## Prompt
With the records below as your source, retype each line exactly from the top down to the line that contains "the configured backend.", and include that line.

## Given records
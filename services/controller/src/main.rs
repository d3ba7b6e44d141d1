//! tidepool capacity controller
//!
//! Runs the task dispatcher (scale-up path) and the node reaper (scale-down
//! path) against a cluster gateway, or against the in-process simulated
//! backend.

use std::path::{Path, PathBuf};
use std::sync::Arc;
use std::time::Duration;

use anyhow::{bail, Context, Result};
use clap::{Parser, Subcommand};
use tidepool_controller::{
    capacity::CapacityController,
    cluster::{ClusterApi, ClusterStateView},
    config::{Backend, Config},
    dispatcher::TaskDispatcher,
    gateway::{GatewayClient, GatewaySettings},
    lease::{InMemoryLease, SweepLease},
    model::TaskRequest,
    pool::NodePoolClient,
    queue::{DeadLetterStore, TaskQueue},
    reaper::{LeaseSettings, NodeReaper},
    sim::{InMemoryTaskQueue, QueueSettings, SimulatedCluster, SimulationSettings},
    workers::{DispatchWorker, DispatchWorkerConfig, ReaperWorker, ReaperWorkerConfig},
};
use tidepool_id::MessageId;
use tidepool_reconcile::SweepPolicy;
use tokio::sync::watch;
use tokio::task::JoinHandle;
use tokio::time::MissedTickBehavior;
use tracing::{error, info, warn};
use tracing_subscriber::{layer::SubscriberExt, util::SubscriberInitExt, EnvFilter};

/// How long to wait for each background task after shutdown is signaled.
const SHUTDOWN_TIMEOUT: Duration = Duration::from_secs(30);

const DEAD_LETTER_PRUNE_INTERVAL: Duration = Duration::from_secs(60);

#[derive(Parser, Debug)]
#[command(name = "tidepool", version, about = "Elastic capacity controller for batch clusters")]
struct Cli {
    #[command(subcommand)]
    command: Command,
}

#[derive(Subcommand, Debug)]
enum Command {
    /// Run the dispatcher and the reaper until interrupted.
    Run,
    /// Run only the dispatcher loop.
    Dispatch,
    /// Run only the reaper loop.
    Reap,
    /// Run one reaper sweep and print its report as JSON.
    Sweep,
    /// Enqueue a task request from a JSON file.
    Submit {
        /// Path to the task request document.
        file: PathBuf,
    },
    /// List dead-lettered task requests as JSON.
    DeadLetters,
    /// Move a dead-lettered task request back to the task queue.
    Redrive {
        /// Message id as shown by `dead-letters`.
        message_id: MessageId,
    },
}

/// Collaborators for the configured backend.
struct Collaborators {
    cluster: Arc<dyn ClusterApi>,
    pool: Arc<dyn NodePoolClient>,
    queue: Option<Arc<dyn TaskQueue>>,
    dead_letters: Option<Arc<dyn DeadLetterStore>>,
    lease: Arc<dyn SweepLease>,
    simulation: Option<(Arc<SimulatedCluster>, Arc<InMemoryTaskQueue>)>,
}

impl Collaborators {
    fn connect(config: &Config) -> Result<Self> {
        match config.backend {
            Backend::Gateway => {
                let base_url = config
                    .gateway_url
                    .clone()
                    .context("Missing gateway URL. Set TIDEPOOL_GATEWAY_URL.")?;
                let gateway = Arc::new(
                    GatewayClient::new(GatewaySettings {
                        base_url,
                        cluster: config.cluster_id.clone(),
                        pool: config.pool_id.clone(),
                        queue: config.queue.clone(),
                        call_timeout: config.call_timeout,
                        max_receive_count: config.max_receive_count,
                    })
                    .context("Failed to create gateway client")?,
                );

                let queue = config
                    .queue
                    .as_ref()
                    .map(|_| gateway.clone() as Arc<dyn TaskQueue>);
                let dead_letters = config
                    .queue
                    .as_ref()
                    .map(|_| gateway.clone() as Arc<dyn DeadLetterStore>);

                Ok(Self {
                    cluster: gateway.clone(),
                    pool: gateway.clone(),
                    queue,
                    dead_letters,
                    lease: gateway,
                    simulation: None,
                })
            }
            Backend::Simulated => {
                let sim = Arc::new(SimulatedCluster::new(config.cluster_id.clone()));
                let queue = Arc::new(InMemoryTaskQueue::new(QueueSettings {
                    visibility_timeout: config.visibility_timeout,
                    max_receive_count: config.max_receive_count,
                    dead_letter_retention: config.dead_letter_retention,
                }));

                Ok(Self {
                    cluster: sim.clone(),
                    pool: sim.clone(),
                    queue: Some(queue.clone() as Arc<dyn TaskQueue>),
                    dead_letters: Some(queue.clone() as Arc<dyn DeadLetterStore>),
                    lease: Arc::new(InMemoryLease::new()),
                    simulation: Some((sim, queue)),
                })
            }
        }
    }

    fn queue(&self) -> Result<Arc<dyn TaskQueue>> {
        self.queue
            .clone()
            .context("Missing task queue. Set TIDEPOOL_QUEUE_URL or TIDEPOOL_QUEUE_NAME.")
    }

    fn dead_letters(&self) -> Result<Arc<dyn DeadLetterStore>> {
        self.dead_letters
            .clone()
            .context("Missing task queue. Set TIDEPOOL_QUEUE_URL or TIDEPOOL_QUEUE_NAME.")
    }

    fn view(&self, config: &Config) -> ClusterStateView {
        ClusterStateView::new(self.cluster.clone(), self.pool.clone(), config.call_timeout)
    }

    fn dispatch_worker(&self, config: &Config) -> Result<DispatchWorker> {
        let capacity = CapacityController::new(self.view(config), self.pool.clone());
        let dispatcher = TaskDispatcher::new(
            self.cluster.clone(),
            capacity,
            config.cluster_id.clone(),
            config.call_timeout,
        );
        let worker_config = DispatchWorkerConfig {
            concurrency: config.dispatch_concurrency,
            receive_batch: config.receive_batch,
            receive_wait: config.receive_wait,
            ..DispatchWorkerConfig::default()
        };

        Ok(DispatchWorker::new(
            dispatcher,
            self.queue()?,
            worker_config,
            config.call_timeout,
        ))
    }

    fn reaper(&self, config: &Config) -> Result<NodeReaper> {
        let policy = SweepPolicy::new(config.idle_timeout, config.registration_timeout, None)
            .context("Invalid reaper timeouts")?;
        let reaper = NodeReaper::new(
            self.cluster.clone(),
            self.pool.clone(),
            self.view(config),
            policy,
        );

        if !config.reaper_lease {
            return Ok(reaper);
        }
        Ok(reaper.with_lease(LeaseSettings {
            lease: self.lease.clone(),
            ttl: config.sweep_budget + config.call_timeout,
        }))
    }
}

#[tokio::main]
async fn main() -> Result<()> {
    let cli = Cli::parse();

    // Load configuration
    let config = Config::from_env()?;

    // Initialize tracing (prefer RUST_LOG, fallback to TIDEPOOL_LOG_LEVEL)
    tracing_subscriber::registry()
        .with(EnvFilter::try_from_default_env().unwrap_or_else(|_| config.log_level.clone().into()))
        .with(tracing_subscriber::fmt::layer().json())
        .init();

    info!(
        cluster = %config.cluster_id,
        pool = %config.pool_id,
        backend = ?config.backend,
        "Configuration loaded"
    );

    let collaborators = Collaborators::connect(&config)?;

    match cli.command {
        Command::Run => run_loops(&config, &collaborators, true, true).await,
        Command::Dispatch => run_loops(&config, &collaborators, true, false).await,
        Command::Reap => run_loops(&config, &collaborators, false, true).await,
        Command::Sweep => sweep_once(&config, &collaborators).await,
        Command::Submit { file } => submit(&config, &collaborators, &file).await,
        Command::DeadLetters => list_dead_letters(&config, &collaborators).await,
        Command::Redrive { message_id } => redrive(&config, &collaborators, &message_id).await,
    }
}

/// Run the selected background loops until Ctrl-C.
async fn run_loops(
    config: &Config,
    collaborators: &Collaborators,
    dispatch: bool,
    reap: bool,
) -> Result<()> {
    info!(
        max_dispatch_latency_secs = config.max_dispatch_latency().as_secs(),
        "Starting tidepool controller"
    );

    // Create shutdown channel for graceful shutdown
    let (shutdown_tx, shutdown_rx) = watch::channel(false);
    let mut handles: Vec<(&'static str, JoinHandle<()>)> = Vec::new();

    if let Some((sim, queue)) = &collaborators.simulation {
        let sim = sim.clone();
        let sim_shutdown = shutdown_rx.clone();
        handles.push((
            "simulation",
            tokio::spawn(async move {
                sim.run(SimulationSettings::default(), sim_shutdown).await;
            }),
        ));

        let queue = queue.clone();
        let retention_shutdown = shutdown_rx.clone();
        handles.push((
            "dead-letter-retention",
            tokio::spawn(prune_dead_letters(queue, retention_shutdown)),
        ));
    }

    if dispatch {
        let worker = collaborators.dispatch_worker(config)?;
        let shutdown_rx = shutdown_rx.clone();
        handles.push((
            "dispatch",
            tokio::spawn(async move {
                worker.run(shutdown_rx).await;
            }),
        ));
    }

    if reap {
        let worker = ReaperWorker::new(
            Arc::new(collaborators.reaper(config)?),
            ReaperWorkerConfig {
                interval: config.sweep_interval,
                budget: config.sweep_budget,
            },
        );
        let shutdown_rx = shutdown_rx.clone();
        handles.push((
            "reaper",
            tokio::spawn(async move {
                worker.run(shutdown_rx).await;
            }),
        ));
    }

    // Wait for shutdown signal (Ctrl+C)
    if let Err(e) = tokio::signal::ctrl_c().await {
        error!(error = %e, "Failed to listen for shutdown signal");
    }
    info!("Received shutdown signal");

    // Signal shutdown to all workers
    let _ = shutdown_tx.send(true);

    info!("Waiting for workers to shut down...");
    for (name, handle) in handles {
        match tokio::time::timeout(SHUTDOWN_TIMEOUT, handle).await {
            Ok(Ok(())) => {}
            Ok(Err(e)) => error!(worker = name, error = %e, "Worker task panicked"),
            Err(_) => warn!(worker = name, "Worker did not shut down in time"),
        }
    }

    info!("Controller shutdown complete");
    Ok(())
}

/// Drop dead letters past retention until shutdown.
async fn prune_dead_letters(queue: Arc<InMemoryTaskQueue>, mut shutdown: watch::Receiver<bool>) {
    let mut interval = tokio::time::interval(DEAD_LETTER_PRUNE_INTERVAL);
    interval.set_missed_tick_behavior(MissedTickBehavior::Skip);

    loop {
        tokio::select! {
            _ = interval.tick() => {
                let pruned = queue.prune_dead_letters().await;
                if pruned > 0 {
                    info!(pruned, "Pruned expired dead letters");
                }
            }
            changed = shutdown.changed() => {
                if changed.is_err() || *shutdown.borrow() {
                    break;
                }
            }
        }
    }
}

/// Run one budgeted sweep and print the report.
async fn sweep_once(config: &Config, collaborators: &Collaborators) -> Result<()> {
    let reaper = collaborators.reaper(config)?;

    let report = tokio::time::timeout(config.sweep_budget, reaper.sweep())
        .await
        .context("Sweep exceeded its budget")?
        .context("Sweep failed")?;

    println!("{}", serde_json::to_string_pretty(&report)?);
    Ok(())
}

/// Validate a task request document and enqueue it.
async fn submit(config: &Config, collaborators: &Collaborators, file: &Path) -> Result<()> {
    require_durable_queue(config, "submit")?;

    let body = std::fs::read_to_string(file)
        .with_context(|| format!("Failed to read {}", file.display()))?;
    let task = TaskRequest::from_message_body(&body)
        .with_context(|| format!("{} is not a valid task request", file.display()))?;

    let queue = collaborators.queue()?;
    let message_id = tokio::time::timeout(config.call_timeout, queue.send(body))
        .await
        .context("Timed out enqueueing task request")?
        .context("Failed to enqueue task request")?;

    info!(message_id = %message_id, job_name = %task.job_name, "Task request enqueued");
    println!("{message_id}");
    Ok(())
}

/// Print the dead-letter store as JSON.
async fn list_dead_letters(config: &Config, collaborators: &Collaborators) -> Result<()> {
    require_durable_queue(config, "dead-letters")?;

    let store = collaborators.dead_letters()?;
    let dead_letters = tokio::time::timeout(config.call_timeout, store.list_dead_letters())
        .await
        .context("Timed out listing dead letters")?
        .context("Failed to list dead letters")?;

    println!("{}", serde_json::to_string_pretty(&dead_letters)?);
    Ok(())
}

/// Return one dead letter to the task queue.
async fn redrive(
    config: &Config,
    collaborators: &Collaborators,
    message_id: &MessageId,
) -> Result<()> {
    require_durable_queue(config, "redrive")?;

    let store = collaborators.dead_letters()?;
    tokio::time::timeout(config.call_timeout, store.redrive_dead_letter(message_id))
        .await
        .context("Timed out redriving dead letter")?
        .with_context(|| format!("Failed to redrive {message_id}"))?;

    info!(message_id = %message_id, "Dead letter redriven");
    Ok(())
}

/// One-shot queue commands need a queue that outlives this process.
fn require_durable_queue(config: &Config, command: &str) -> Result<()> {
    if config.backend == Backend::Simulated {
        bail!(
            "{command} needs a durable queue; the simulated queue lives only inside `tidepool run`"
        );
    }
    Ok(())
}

## Exercise result
filename services/controller/src/main.rs
repository d3ba7b6e44d141d1
//! tidepool capacity controller
//!
//! Runs the task dispatcher (scale-up path) and the node reaper (scale-down
//! path) against a cluster gateway, or against the in-process simulated
//! backend.

use std::path::{Path, PathBuf};
use std::sync::Arc;
use std::time::Duration;

use anyhow::{bail, Context, Result};
use clap::{Parser, Subcommand};
use tidepool_controller::{
    capacity::CapacityController,
    cluster::{ClusterApi, ClusterStateView},
    config::{Backend, Config},
    dispatcher::TaskDispatcher,
    gateway::{GatewayClient, GatewaySettings},
    lease::{InMemoryLease, SweepLease},
    model::TaskRequest,
    pool::NodePoolClient,
    queue::{DeadLetterStore, TaskQueue},
    reaper::{LeaseSettings, NodeReaper},
    sim::{InMemoryTaskQueue, QueueSettings, SimulatedCluster, SimulationSettings},
    workers::{DispatchWorker, DispatchWorkerConfig, ReaperWorker, ReaperWorkerConfig},
};
use tidepool_id::MessageId;
use tidepool_reconcile::SweepPolicy;
use tokio::sync::watch;
use tokio::task::JoinHandle;
use tokio::time::MissedTickBehavior;
use tracing::{error, info, warn};
use tracing_subscriber::{layer::SubscriberExt, util::SubscriberInitExt, EnvFilter};

/// How long to wait for each background task after shutdown is signaled.
const SHUTDOWN_TIMEOUT: Duration = Duration::from_secs(30);

const DEAD_LETTER_PRUNE_INTERVAL: Duration = Duration::from_secs(60);

#[derive(Parser, Debug)]
#[command(name = "tidepool", version, about = "Elastic capacity controller for batch clusters")]
struct Cli {
    #[command(subcommand)]
    command: Command,
}

#[derive(Subcommand, Debug)]
enum Command {
    /// Run the dispatcher and the reaper until interrupted.
    Run,
    /// Run only the dispatcher loop.
    Dispatch,
    /// Run only the reaper loop.
    Reap,
    /// Run one reaper sweep and print its report as JSON.
    Sweep,
    /// Enqueue a task request from a JSON file.
    Submit {
        /// Path to the task request document.
        file: PathBuf,
    },
    /// List dead-lettered task requests as JSON.
    DeadLetters,
    /// Move a dead-lettered task request back to the task queue.
    Redrive {
        /// Message id as shown by `dead-letters`.
        message_id: MessageId,
    },
}

/// Collaborators for the configured backend.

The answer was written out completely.